> _Data for analysis_
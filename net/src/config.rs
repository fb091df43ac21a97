//! The configuration bundle the core consumes (spec.md §6). `net` never
//! parses CLI args, env vars, or files itself; callers (the `node` binary)
//! build one of these from validated input and hand it to [`crate::hub::Hub`].

use std::net::SocketAddr;
use std::path::PathBuf;

/// Policy for the address advertised in outbound `version` payloads.
#[derive(Debug, Clone, PartialEq, Eq)]
pub enum NatOption {
    None,
    Auto,
    ExplicitIp(std::net::IpAddr),
}

#[derive(Debug, Clone)]
pub struct NetworkConfig {
    /// Must match every inbound header's magic field exactly.
    pub magic: u32,
    /// Self-nonce embedded in outbound `version` payloads; used for
    /// self-connect detection.
    pub nonce: u64,
    pub default_port: u16,
}

#[derive(Debug, Clone)]
pub struct TlsConfig {
    pub directory: PathBuf,
    pub key_password: Option<String>,
}

#[derive(Debug, Clone)]
pub struct TimeoutsConfig {
    pub ping_interval_seconds: u64,
    pub ping_timeout_milliseconds: u64,
    pub protocol_handshake_timeout_seconds: u64,
    pub inbound_timeout_seconds: u64,
    pub outbound_timeout_seconds: u64,
    pub idle_timeout_seconds: u64,
}

#[derive(Debug, Clone)]
pub struct Config {
    pub local_endpoint: SocketAddr,
    pub network: NetworkConfig,
    pub timeouts: TimeoutsConfig,
    pub tls: TlsConfig,
    pub nat: NatOption,
    /// Seed and regular peer addresses to dial on startup, seeds first.
    pub seed_peers: Vec<SocketAddr>,
    pub regular_peers: Vec<SocketAddr>,
    /// Protocol version this node speaks and the range of remote versions
    /// it accepts; default and min/max are all `170002` (spec.md §6).
    pub protocol_version: i32,
    pub min_supported_protocol_version: i32,
    pub max_supported_protocol_version: i32,
    pub max_connections: usize,
}

impl Default for TimeoutsConfig {
    fn default() -> Self {
        TimeoutsConfig {
            ping_interval_seconds: 120,
            ping_timeout_milliseconds: 20_000,
            protocol_handshake_timeout_seconds: 60,
            inbound_timeout_seconds: 60,
            outbound_timeout_seconds: 60,
            idle_timeout_seconds: 90 * 60,
        }
    }
}

impl Config {
    /// The endpoint this node advertises to peers, honoring [`NatOption`].
    /// `auto`/`explicit-ip` substitute the host; `none` advertises the bound
    /// local endpoint unchanged.
    pub fn advertised_endpoint(&self, bound: SocketAddr) -> SocketAddr {
        match &self.nat {
            NatOption::None => bound,
            NatOption::Auto => bound,
            NatOption::ExplicitIp(ip) => SocketAddr::new(*ip, bound.port()),
        }
    }

    pub fn port_or_default(&self) -> u16 {
        if self.local_endpoint.port() == 0 {
            self.network.default_port
        } else {
            self.local_endpoint.port()
        }
    }
}

#[cfg(test)]
mod tests {
    use super::*;
    use std::net::{IpAddr, Ipv4Addr};

    fn sample_config() -> Config {
        Config {
            local_endpoint: "0.0.0.0:18444".parse().unwrap(),
            network: NetworkConfig { magic: 0xDAB5_BFFA, nonce: 42, default_port: 18333 },
            timeouts: TimeoutsConfig::default(),
            tls: TlsConfig { directory: PathBuf::from("/tmp/tls"), key_password: None },
            nat: NatOption::None,
            seed_peers: vec![],
            regular_peers: vec![],
            protocol_version: 170_002,
            min_supported_protocol_version: 170_002,
            max_supported_protocol_version: 170_002,
            max_connections: 125,
        }
    }

    #[test]
    fn explicit_ip_overrides_advertised_host() {
        let mut config = sample_config();
        config.nat = NatOption::ExplicitIp(IpAddr::V4(Ipv4Addr::new(203, 0, 113, 9)));
        let bound: SocketAddr = "192.168.1.5:18444".parse().unwrap();
        assert_eq!(config.advertised_endpoint(bound).ip(), config_ip(&config));
        assert_eq!(config.advertised_endpoint(bound).port(), 18444);
    }

    fn config_ip(config: &Config) -> IpAddr {
        match &config.nat {
            NatOption::ExplicitIp(ip) => *ip,
            _ => panic!("expected ExplicitIp"),
        }
    }

    #[test]
    fn zero_port_falls_back_to_chain_default() {
        let mut config = sample_config();
        config.local_endpoint = "0.0.0.0:0".parse().unwrap();
        assert_eq!(config.port_or_default(), 18333);
    }
}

> _Work request_
From the records above, extract each line exactly as shown.

> _Exercise response_
filename net/src/config.rs
repository fb091df43ac21a97
//! The configuration bundle the core consumes (spec.md §6). `net` never
//! parses CLI args, env vars, or files itself; callers (the `node` binary)
//! build one of these from validated input and hand it to [`crate::hub::Hub`].

use std::net::SocketAddr;
use std::path::PathBuf;

/// Policy for the address advertised in outbound `version` payloads.
#[derive(Debug, Clone, PartialEq, Eq)]
pub enum NatOption {
    None,
    Auto,
    ExplicitIp(std::net::IpAddr),
}

#[derive(Debug, Clone)]
pub struct NetworkConfig {
    /// Must match every inbound header's magic field exactly.
    pub magic: u32,
    /// Self-nonce embedded in outbound `version` payloads; used for
    /// self-connect detection.
    pub nonce: u64,
    pub default_port: u16,
}

#[derive(Debug, Clone)]
pub struct TlsConfig {
    pub directory: PathBuf,
    pub key_password: Option<String>,
}

#[derive(Debug, Clone)]
pub struct TimeoutsConfig {
    pub ping_interval_seconds: u64,
    pub ping_timeout_milliseconds: u64,
    pub protocol_handshake_timeout_seconds: u64,
    pub inbound_timeout_seconds: u64,
    pub outbound_timeout_seconds: u64,
    pub idle_timeout_seconds: u64,
}

#[derive(Debug, Clone)]
pub struct Config {
    pub local_endpoint: SocketAddr,
    pub network: NetworkConfig,
    pub timeouts: TimeoutsConfig,
    pub tls: TlsConfig,
    pub nat: NatOption,
    /// Seed and regular peer addresses to dial on startup, seeds first.
    pub seed_peers: Vec<SocketAddr>,
    pub regular_peers: Vec<SocketAddr>,
    /// Protocol version this node speaks and the range of remote versions
    /// it accepts; default and min/max are all `170002` (spec.md §6).
    pub protocol_version: i32,
    pub min_supported_protocol_version: i32,
    pub max_supported_protocol_version: i32,
    pub max_connections: usize,
}

impl Default for TimeoutsConfig {
    fn default() -> Self {
        TimeoutsConfig {
            ping_interval_seconds: 120,
            ping_timeout_milliseconds: 20_000,
            protocol_handshake_timeout_seconds: 60,
            inbound_timeout_seconds: 60,
            outbound_timeout_seconds: 60,
            idle_timeout_seconds: 90 * 60,
        }
    }
}

impl Config {
    /// The endpoint this node advertises to peers, honoring [`NatOption`].
    /// `auto`/`explicit-ip` substitute the host; `none` advertises the bound
    /// local endpoint unchanged.
    pub fn advertised_endpoint(&self, bound: SocketAddr) -> SocketAddr {
        match &self.nat {
            NatOption::None => bound,
            NatOption::Auto => bound,
            NatOption::ExplicitIp(ip) => SocketAddr::new(*ip, bound.port()),
        }
    }

    pub fn port_or_default(&self) -> u16 {
        if self.local_endpoint.port() == 0 {
            self.network.default_port
        } else {
            self.local_endpoint.port()
        }
    }
}

#[cfg(test)]
mod tests {
    use super::*;
    use std::net::{IpAddr, Ipv4Addr};

    fn sample_config() -> Config {
        Config {
            local_endpoint: "0.0.0.0:18444".parse().unwrap(),
            network: NetworkConfig { magic: 0xDAB5_BFFA, nonce: 42, default_port: 18333 },
            timeouts: TimeoutsConfig::default(),
            tls: TlsConfig { directory: PathBuf::from("/tmp/tls"), key_password: None },
            nat: NatOption::None,
            seed_peers: vec![],
            regular_peers: vec![],
            protocol_version: 170_002,
            min_supported_protocol_version: 170_002,
            max_supported_protocol_version: 170_002,
            max_connections: 125,
        }
    }

    #[test]
    fn explicit_ip_overrides_advertised_host() {
        let mut config = sample_config();
        config.nat = NatOption::ExplicitIp(IpAddr::V4(Ipv4Addr::new(203, 0, 113, 9)));
        let bound: SocketAddr = "192.168.1.5:18444".parse().unwrap();
        assert_eq!(config.advertised_endpoint(bound).ip(), config_ip(&config));
        assert_eq!(config.advertised_endpoint(bound).port(), 18444);
    }

    fn config_ip(config: &Config) -> IpAddr {
        match &config.nat {
            NatOption::ExplicitIp(ip) => *ip,
            _ => panic!("expected ExplicitIp"),
        }
    }

    #[test]
    fn zero_port_falls_back_to_chain_default() {
        let mut config = sample_config();
        config.local_endpoint = "0.0.0.0:0".parse().unwrap();
        assert_eq!(config.port_or_default(), 18333);
    }
}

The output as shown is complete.